Problem requirements
Output the line that contains "let content = fs::read_to_string(&path)", then every line beneath it through the end of the records, exactly as given and with no other lines.

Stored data
————

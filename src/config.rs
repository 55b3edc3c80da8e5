use std::{
    fs,
    path::{Path, PathBuf},
};

use anyhow::{Context, Ok, Result};
use glob::Pattern;
use regex::Regex;
use serde::{Deserialize, Serialize};

use crate::core::{
    ExtractOptions, classify::DEFAULT_CONTEXT_TRIGGERS, key_gen::DEFAULT_CATEGORY_STRIP,
};

pub const CONFIG_FILE_NAME: &str = ".lrlocrc.json";

#[derive(Debug, Deserialize, Serialize)]
#[serde(rename_all = "camelCase")]
pub struct Config {
    #[serde(default = "default_prefix")]
    pub prefix: String,
    #[serde(default = "default_lang")]
    pub lang: String,
    #[serde(default = "default_min_length")]
    pub min_length: usize,
    #[serde(default = "default_ignore_log")]
    pub ignore_log: bool,
    #[serde(default = "default_extensions")]
    pub extensions: Vec<String>,
    #[serde(default)]
    pub exclude_files: Vec<String>,
    #[serde(default)]
    pub ignores: Vec<String>,
    #[serde(default)]
    pub ignore_texts: Vec<String>,
    #[serde(default = "default_category_strip_prefixes")]
    pub category_strip_prefixes: Vec<String>,
    #[serde(default)]
    pub technical_context_patterns: Vec<String>,
    #[serde(default = "default_technical_context_triggers")]
    pub technical_context_triggers: Vec<String>,
    #[serde(default, skip_serializing_if = "Option::is_none")]
    pub output_dir: Option<String>,
}

fn default_prefix() -> String {
    "$$$/Piwigo".to_string()
}

fn default_lang() -> String {
    "en".to_string()
}

fn default_min_length() -> usize {
    3
}

fn default_ignore_log() -> bool {
    true
}

fn default_extensions() -> Vec<String> {
    vec!["lua".to_string()]
}

fn default_category_strip_prefixes() -> Vec<String> {
    DEFAULT_CATEGORY_STRIP.iter().map(|s| s.to_string()).collect()
}

fn default_technical_context_triggers() -> Vec<String> {
    DEFAULT_CONTEXT_TRIGGERS.iter().map(|s| s.to_string()).collect()
}

impl Default for Config {
    fn default() -> Self {
        Self {
            prefix: default_prefix(),
            lang: default_lang(),
            min_length: default_min_length(),
            ignore_log: default_ignore_log(),
            extensions: default_extensions(),
            exclude_files: Vec::new(),
            ignores: Vec::new(),
            ignore_texts: Vec::new(),
            category_strip_prefixes: default_category_strip_prefixes(),
            technical_context_patterns: Vec::new(),
            technical_context_triggers: default_technical_context_triggers(),
            output_dir: None,
        }
    }
}

impl Config {
    /// Validate configuration values.
    ///
    /// Returns an error if any glob pattern in `ignores` or any regex in
    /// `technicalContextPatterns` is invalid.
    pub fn validate(&self) -> Result<()> {
        for pattern in &self.ignores {
            Pattern::new(pattern)
                .with_context(|| format!("Invalid glob pattern in 'ignores': \"{}\"", pattern))?;
        }

        for pattern in &self.technical_context_patterns {
            Regex::new(pattern).with_context(|| {
                format!(
                    "Invalid regex in 'technicalContextPatterns': \"{}\"",
                    pattern
                )
            })?;
        }

        Ok(())
    }

    /// Engine parameters for this configuration.
    pub fn extract_options(&self, verbose: bool) -> ExtractOptions {
        ExtractOptions {
            prefix: self.prefix.clone(),
            min_length: self.min_length,
            ignore_log: self.ignore_log,
            extensions: self.extensions.clone(),
            exclude_files: self.exclude_files.clone(),
            ignores: self.ignores.clone(),
            ignore_texts: self.ignore_texts.clone(),
            category_strip: self.category_strip_prefixes.clone(),
            technical_context_patterns: self.technical_context_patterns.clone(),
            technical_context_triggers: self.technical_context_triggers.clone(),
            verbose,
        }
    }
}

pub fn default_config_json() -> Result<String> {
    let config = Config::default();
    serde_json::to_string_pretty(&config).context("Failed to generate default config.")
}

pub fn find_config_file(start_dir: &Path) -> Option<PathBuf> {
    let mut current = start_dir.to_path_buf();

    loop {
        let config_path = current.join(CONFIG_FILE_NAME);
        if config_path.exists() {
            return Some(config_path);
        }
        if current.join(".git").exists() {
            return None;
        }
        if !current.pop() {
            return None;
        }
    }
}

/// Result of loading configuration.
pub struct ConfigLoadResult {
    pub config: Config,
    /// True if config was loaded from a file, false if using defaults.
    pub from_file: bool,
}

pub fn load_config(start_dir: &Path) -> Result<ConfigLoadResult> {
    match find_config_file(start_dir) {
        Some(path) => {
            let content = fs::read_to_string(&path)
                .with_context(|| format!("Failed to read config file: {:?}", path))?;
            let config: Config = serde_json::from_str(&content)
                .with_context(|| format!("Failed to parse config file: {:?}", path))?;
            config.validate()?;
            Ok(ConfigLoadResult {
                config,
                from_file: true,
            })
        }
        None => Ok(ConfigLoadResult {
            config: Config::default(),
            from_file: false,
        }),
    }
}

————

Written solution
            let content = fs::read_to_string(&path)
                .with_context(|| format!("Failed to read config file: {:?}", path))?;
            let config: Config = serde_json::from_str(&content)
                .with_context(|| format!("Failed to parse config file: {:?}", path))?;
            config.validate()?;
            Ok(ConfigLoadResult {
                config,
                from_file: true,
            })
        }
        None => Ok(ConfigLoadResult {
            config: Config::default(),
            from_file: false,
        }),
    }
}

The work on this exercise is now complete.